American conductor and tenor

Steven Kronauer is an American conductor and tenor known for directing the Young Men's Ensemble at the Los Angeles Children's Chorus, founding and directing Artes Vocales of Los Angeles, and his ten years with the Los Angeles Opera. Kronauer holds a doctorate from University of California, Los Angeles in choral and opera conducting and is also fluent in German.

==Early life==
Kronauer is of German descent. He attended Interlochen Arts Academy, graduating in 1983. He then went on to complete two master's degrees, Vocal Performance and Choral Conducting, at the University of Michigan by 1990, and in 2006, Kronauer received his doctorate in choral and opera conducting from the University of California, Los Angeles.

==Career==
Kronauer traveled to Cuba in June 2015 to conduct the Los Angeles Children's Chorus's Young Men's Ensemble on tour.
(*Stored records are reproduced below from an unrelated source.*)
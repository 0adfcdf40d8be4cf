use eframe::egui::{self, Key, RichText, Ui};

use crate::filter::FilterItem;
use crate::graph::style::contrast_color;

use super::super::SymfinderApp;
use super::super::session::Command;

const FILTER_HINT: &str = "A token whose last segment has an uppercase letter hides that exact \
     class; any other token hides every name starting with it.";

/// Text field plus button; returns the trimmed token once submitted.
fn token_input(ui: &mut Ui, text: &mut String, hint: &str, button: &str) -> Option<String> {
    let mut submitted = false;
    ui.horizontal(|ui| {
        let response = ui.add(egui::TextEdit::singleline(text).hint_text(hint));
        if response.lost_focus() && ui.input(|input| input.key_pressed(Key::Enter)) {
            submitted = true;
            response.request_focus();
        }
        submitted |= ui.button(button).clicked();
    });

    if !submitted {
        return None;
    }
    let token = text.trim().to_owned();
    text.clear();
    (!token.is_empty()).then_some(token)
}

fn filter_list(ui: &mut Ui, items: &[FilterItem], empty: &str) -> Option<String> {
    if items.is_empty() {
        ui.weak(empty);
        return None;
    }

    let mut removed = None;
    for item in items {
        let mut frame = egui::Frame::new().inner_margin(egui::Margin::symmetric(6, 2));
        let mut text = RichText::new(item.token.as_str());
        if let Some(background) = item.background {
            frame = frame.fill(background).corner_radius(3.0);
            text = text.color(contrast_color(background));
        }

        frame.show(ui, |ui| {
            ui.horizontal(|ui| {
                ui.label(text);
                if ui
                    .small_button("×")
                    .on_hover_text("Remove this filter")
                    .clicked()
                {
                    removed = Some(item.token.clone());
                }
            });
        });
    }
    removed
}

impl SymfinderApp {
    pub(in crate::app) fn draw_controls(&mut self, ui: &mut Ui) {
        ui.heading("Filters");
        ui.separator();

        ui.label("Hide classes or packages").on_hover_text(FILTER_HINT);
        if let Some(token) =
            token_input(ui, &mut self.filter_input, "e.g. com.foo or IShape", "Add")
        {
            self.session.send(Command::AddFilter(token));
        }
        let items = self.session.filter_items();
        if let Some(token) = filter_list(ui, &items, "Nothing hidden. Click a node to hide it.") {
            self.session.send(Command::RemoveFilter(token));
        }

        ui.add_space(6.0);
        let mut isolate = self.session.isolate();
        if ui
            .checkbox(&mut isolate, "Hide isolated nodes")
            .on_hover_text("Only keep entities that still have at least one visible link.")
            .changed()
        {
            self.session.send(Command::SetIsolation(isolate));
        }

        ui.separator();
        ui.label("Color packages");
        if let Some(token) = token_input(ui, &mut self.color_input, "e.g. com.foo", "Color") {
            self.session.send(Command::AddPackageColor(token));
        }
        let items = self.session.package_color_items();
        if let Some(token) = filter_list(ui, &items, "Fill follows constructor count.") {
            self.session.send(Command::RemovePackageColor(token));
        }

        ui.separator();
        ui.label("Search")
            .on_hover_text("Outline nodes whose simple name fuzzy-matches; nothing is hidden.");
        ui.text_edit_singleline(&mut self.search);

        ui.separator();
        self.draw_layout_controls(ui);
    }

    fn draw_layout_controls(&mut self, ui: &mut Ui) {
        ui.label(RichText::new("Layout").strong());

        let mut config = self.session.layout();
        ui.add(egui::Slider::new(&mut config.link_distance, 10.0..=400.0).text("link distance"));
        ui.add(egui::Slider::new(&mut config.charge, -400.0..=0.0).text("charge"));
        self.session.set_layout(config);

        ui.horizontal(|ui| {
            if ui
                .button("Reheat")
                .on_hover_text("Restart the layout at full energy.")
                .clicked()
            {
                self.session.reheat();
            }
            if ui.button("Reset view").clicked() {
                self.view = Default::default();
            }
        });
    }
}
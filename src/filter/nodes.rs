use super::FilterSet;

/// Plain ordered token list; duplicates are kept as entered.
#[derive(Clone, Debug, Default, PartialEq, Eq)]
pub struct NodesFilter {
    tokens: Vec<String>,
}

impl FilterSet for NodesFilter {
    fn add_value(&mut self, token: &str) {
        self.tokens.push(token.to_owned());
    }

    fn remove_value(&mut self, token: &str) {
        if let Some(position) = self.tokens.iter().position(|stored| stored == token) {
            self.tokens.remove(position);
        }
    }

    fn tokens(&self) -> impl Iterator<Item = &str> {
        self.tokens.iter().map(String::as_str)
    }
}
He told the International Business Times, "I think music is something that bonds everyone, and the glory of the opportunity to share with music with other choirs from Cuba, and to share through the hearts and soul of music, and learning about the Cuban music for us, and perhaps (for them) learning about the American music we've brought as well, it's a wonderful opportunity to be together."